Twitter sort of exploded on Friday when a tweet purportedly from New York Times columnist Paul Krugman suggesting that his paper drop fellow columnist Thomas Friedman. It turned out to be a fake, and the real Krugman isn't happy about the Twitter shenanigans. Krugman told The Atlantic Wire in an email, "It's another fake. I don't use Twitter -- all I have is automatic notification of blog posts." He followed up a few minutes later, "Oh, just to say that I must be pretty effective if people think they have to invent stuff to discredit." So we don't have a pundit war on our hands. The left-leaning Timesman with a Nobel Prize versus the right-leaning Timesman with some best-selling books would be a fun battle royale, but at least Twitter's verification badge seems to be working again.
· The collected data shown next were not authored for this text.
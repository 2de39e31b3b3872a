/// Password hashing and verification using Argon2id
use crate::error::{IdentityError, Result};
use argon2::{
    password_hash::{rand_core::OsRng, PasswordHash, PasswordHasher, PasswordVerifier, SaltString},
    Argon2,
};
use zxcvbn::zxcvbn;

/// Hash a password using Argon2id algorithm
///
/// ## Security
///
/// - Algorithm: Argon2id (default configuration)
/// - Salt: Random 16-byte salt generated per password
///
/// Strength is not checked here: directory accounts may be provisioned with
/// whatever the upstream directory accepted. New passwords chosen by a user go
/// through `validate_password_strength` first.
///
/// ## Returns
///
/// PHC-formatted hash string
pub fn hash_password(password: &str) -> Result<String> {
    let salt = SaltString::generate(&mut OsRng);
    let argon2 = Argon2::default();

    let password_hash = argon2
        .hash_password(password.as_bytes(), &salt)
        .map_err(|e| IdentityError::Internal(format!("Password hashing failed: {}", e)))?
        .to_string();

    Ok(password_hash)
}

/// Verify a password against its hash
///
/// ## Security
///
/// - Uses constant-time comparison to prevent timing attacks
/// - Supports Argon2id PHC format
///
/// ## Arguments
///
/// * `password` - Plaintext password to verify
/// * `password_hash` - PHC-formatted hash
///
/// ## Returns
///
/// `true` if password matches hash, `false` otherwise
pub fn verify_password(password: &str, password_hash: &str) -> Result<bool> {
    let parsed_hash = PasswordHash::new(password_hash)
        .map_err(|e| IdentityError::Internal(format!("Invalid password hash format: {}", e)))?;

    match Argon2::default().verify_password(password.as_bytes(), &parsed_hash) {
        Ok(_) => Ok(true),
        Err(argon2::password_hash::Error::Password) => Ok(false),
        Err(e) => Err(IdentityError::Internal(format!(
            "Password verification failed: {}",
            e
        ))),
    }
}

/// Validate password strength using composition rules and zxcvbn
///
/// ## Requirements
///
/// - Minimum 8 characters
/// - At least one uppercase letter
/// - At least one lowercase letter
/// - At least one digit
/// - At least one special character
/// - zxcvbn entropy score >= 3 (strong)
///
/// ## Arguments
///
/// * `password` - Password to validate
///
/// ## Errors
///
/// Returns `IdentityError::WeakPassword` with specific failure reason
pub fn validate_password_strength(password: &str) -> Result<()> {
    // Length check
    if password.len() < 8 {
        return Err(IdentityError::WeakPassword(
            "Password must be at least 8 characters".to_string(),
        ));
    }

    // Composition checks
    let has_uppercase = password.chars().any(|c| c.is_ascii_uppercase());
    let has_lowercase = password.chars().any(|c| c.is_ascii_lowercase());
    let has_digit = password.chars().any(|c| c.is_ascii_digit());
    let has_special = password.chars().any(|c| !c.is_alphanumeric());

    if !has_uppercase {
        return Err(IdentityError::WeakPassword(
            "Password must contain at least one uppercase letter".to_string(),
        ));
    }

    if !has_lowercase {
        return Err(IdentityError::WeakPassword(
            "Password must contain at least one lowercase letter".to_string(),
        ));
    }

    if !has_digit {
        return Err(IdentityError::WeakPassword(
            "Password must contain at least one digit".to_string(),
        ));
    }

    if !has_special {
        return Err(IdentityError::WeakPassword(
            "Password must contain at least one special character".to_string(),
        ));
    }

    // Entropy check using zxcvbn
    let entropy = zxcvbn(password, &[]).map_err(|e| {
        IdentityError::Internal(format!("Password entropy calculation failed: {}", e))
    })?;

    if entropy.score() < 3 {
        return Err(IdentityError::WeakPassword(
            "Password is too weak. Please use a stronger password with higher entropy.".to_string(),
        ));
    }

    Ok(())
}
//! Test fixtures for identity-core integration tests
//! Provides orchestrator setup and scripted connectors
#![allow(dead_code)]

use async_trait::async_trait;
use crypto_core::test_utils::{TEST_AUDIENCE, TEST_ISSUER, TEST_PRIVATE_KEY, TEST_PUBLIC_KEY};
use identity_core::config::{JwtSettings, Settings};
use identity_core::models::{AuthenticationOutcome, UserInfo};
use identity_core::providers::{DirectoryAccount, StaticDirectoryConnector};
use identity_core::services::TotpVerifier;
use identity_core::{Connector, IdentityOrchestrator, ProviderSelector};
use std::sync::Arc;
use std::time::Duration;

// ============================================
// Logging
// ============================================

/// Route the audit log to the test output; filter with RUST_LOG
pub fn init_tracing() {
    let _ = tracing_subscriber::fmt()
        .with_env_filter(tracing_subscriber::EnvFilter::from_default_env())
        .with_test_writer()
        .try_init();
}

// ============================================
// Settings
// ============================================

pub fn test_settings() -> Settings {
    Settings::with_jwt(JwtSettings {
        private_key_pem: TEST_PRIVATE_KEY.to_string(),
        public_key_pem: TEST_PUBLIC_KEY.to_string(),
        issuer: TEST_ISSUER.to_string(),
        audience: TEST_AUDIENCE.to_string(),
        leeway_seconds: 30,
    })
}

// ============================================
// Directory
// ============================================

/// alice/secret -> u1, plus a second staff member
pub fn test_directory() -> Arc<StaticDirectoryConnector> {
    Arc::new(
        StaticDirectoryConnector::new()
            .with_account(
                DirectoryAccount::new("u1", "alice", "secret")
                    .expect("hash fixture password")
                    .with_display_name("Alice")
                    .with_email("alice@example.com")
                    .with_roles(["admin"])
                    .with_groups(["staff"])
                    .with_claim("department", "sales"),
            )
            .with_account(
                DirectoryAccount::new("u2", "bob", "hunter2")
                    .expect("hash fixture password")
                    .with_roles(["viewer"]),
            ),
    )
}

pub struct Harness {
    pub orchestrator: Arc<IdentityOrchestrator>,
    pub directory: Arc<StaticDirectoryConnector>,
}

pub fn harness_with(settings: Settings, extra: Vec<Arc<dyn Connector>>) -> Harness {
    init_tracing();
    let directory = test_directory();
    let mut connectors: Vec<Arc<dyn Connector>> = vec![directory.clone() as Arc<dyn Connector>];
    connectors.extend(extra);

    let selector = ProviderSelector::new(connectors).expect("unique connector names");
    let verifier = Arc::new(TotpVerifier::new(&settings.mfa));
    let orchestrator = IdentityOrchestrator::new(&settings, selector, verifier)
        .expect("fixture keys must parse");

    Harness {
        orchestrator: Arc::new(orchestrator),
        directory,
    }
}

pub fn harness() -> Harness {
    harness_with(test_settings(), Vec::new())
}

pub fn access_token(outcome: &AuthenticationOutcome) -> String {
    outcome
        .success()
        .and_then(|success| success.access_token.clone())
        .expect("outcome should carry an access token")
}

pub fn refresh_token(outcome: &AuthenticationOutcome) -> String {
    outcome
        .success()
        .and_then(|success| success.refresh_token.clone())
        .expect("outcome should carry a refresh token")
}

// ============================================
// Scripted connectors
// ============================================

/// Connector whose every call fails with a backend fault
pub struct FailingConnector;

#[async_trait]
impl Connector for FailingConnector {
    fn name(&self) -> &str {
        "BROKEN"
    }

    async fn authenticate(&self, _: &str, _: &str) -> anyhow::Result<AuthenticationOutcome> {
        anyhow::bail!("ldap bind exploded")
    }

    async fn get_user_info(&self, _: &str) -> anyhow::Result<Option<UserInfo>> {
        anyhow::bail!("ldap bind exploded")
    }

    async fn get_groups(&self, _: &str) -> anyhow::Result<Vec<String>> {
        anyhow::bail!("ldap bind exploded")
    }

    async fn change_password(&self, _: &str, _: &str, _: &str) -> anyhow::Result<bool> {
        anyhow::bail!("ldap bind exploded")
    }
}

/// Connector that answers only after `delay`
pub struct SlowConnector {
    pub delay: Duration,
}

#[async_trait]
impl Connector for SlowConnector {
    fn name(&self) -> &str {
        "SLOW"
    }

    async fn authenticate(
        &self,
        username: &str,
        _: &str,
    ) -> anyhow::Result<AuthenticationOutcome> {
        tokio::time::sleep(self.delay).await;
        Ok(AuthenticationOutcome::authenticated(
            identity_core::AuthenticatedIdentity::new("slow-1", username),
        ))
    }

    async fn get_user_info(&self, _: &str) -> anyhow::Result<Option<UserInfo>> {
        tokio::time::sleep(self.delay).await;
        Ok(None)
    }

    async fn get_groups(&self, _: &str) -> anyhow::Result<Vec<String>> {
        tokio::time::sleep(self.delay).await;
        Ok(Vec::new())
    }

    async fn change_password(&self, _: &str, _: &str, _: &str) -> anyhow::Result<bool> {
        tokio::time::sleep(self.delay).await;
        Ok(false)
    }
}

/// Connector whose `get_user_info` parks until released
///
/// `entered` is signalled when a lookup starts waiting.
#[derive(Default)]
pub struct GatedConnector {
    pub entered: tokio::sync::Notify,
    pub release: tokio::sync::Notify,
}

#[async_trait]
impl Connector for GatedConnector {
    fn name(&self) -> &str {
        "GATED"
    }

    async fn authenticate(
        &self,
        username: &str,
        _: &str,
    ) -> anyhow::Result<AuthenticationOutcome> {
        Ok(AuthenticationOutcome::authenticated(
            identity_core::AuthenticatedIdentity::new("u9", username),
        ))
    }

    async fn get_user_info(&self, subject_id: &str) -> anyhow::Result<Option<UserInfo>> {
        self.entered.notify_one();
        self.release.notified().await;
        Ok(Some(UserInfo {
            subject_id: subject_id.to_string(),
            username: "ivy".to_string(),
            display_name: None,
            email: None,
            roles: Vec::new(),
            claims: Vec::new(),
            enabled: true,
        }))
    }

    async fn get_groups(&self, _: &str) -> anyhow::Result<Vec<String>> {
        Ok(Vec::new())
    }

    async fn change_password(&self, _: &str, _: &str, _: &str) -> anyhow::Result<bool> {
        Ok(false)
    }
}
For some of those who follow Krugman's work closely, the canard didn't really work. Krugman blogged nearly two years ago about what he termed "Twitter Identity Theft," writing how "someone (not me, obviously) set up a Twitter account in my name." Nevertheless, people react quickly on Twitter, even smart people. Salon's Glenn Greenwald bought the bold-sounding statement at first:
Paul Krugman asks a very good -- and, coming from him, very interesting -- question:is.gd/1C93TH— Glenn Greenwald (@ggreenwald) January 6, 2012
And Greenwald quickly followed up after some pointed out that it was a fake Twitter account -- actually there were two -- that sent the tweet:
@mcalderone Yeah, I know - but that just churns out links - always assumed that was just a NYT one - the other was personal— Glenn Greenwald (@ggreenwald) January 6, 2012
It's not. But don't ask Twitter about it. As the company's told us time and time again, it won't comment on individual accounts, regardless of what the accounts are saying and who it appears is saying it.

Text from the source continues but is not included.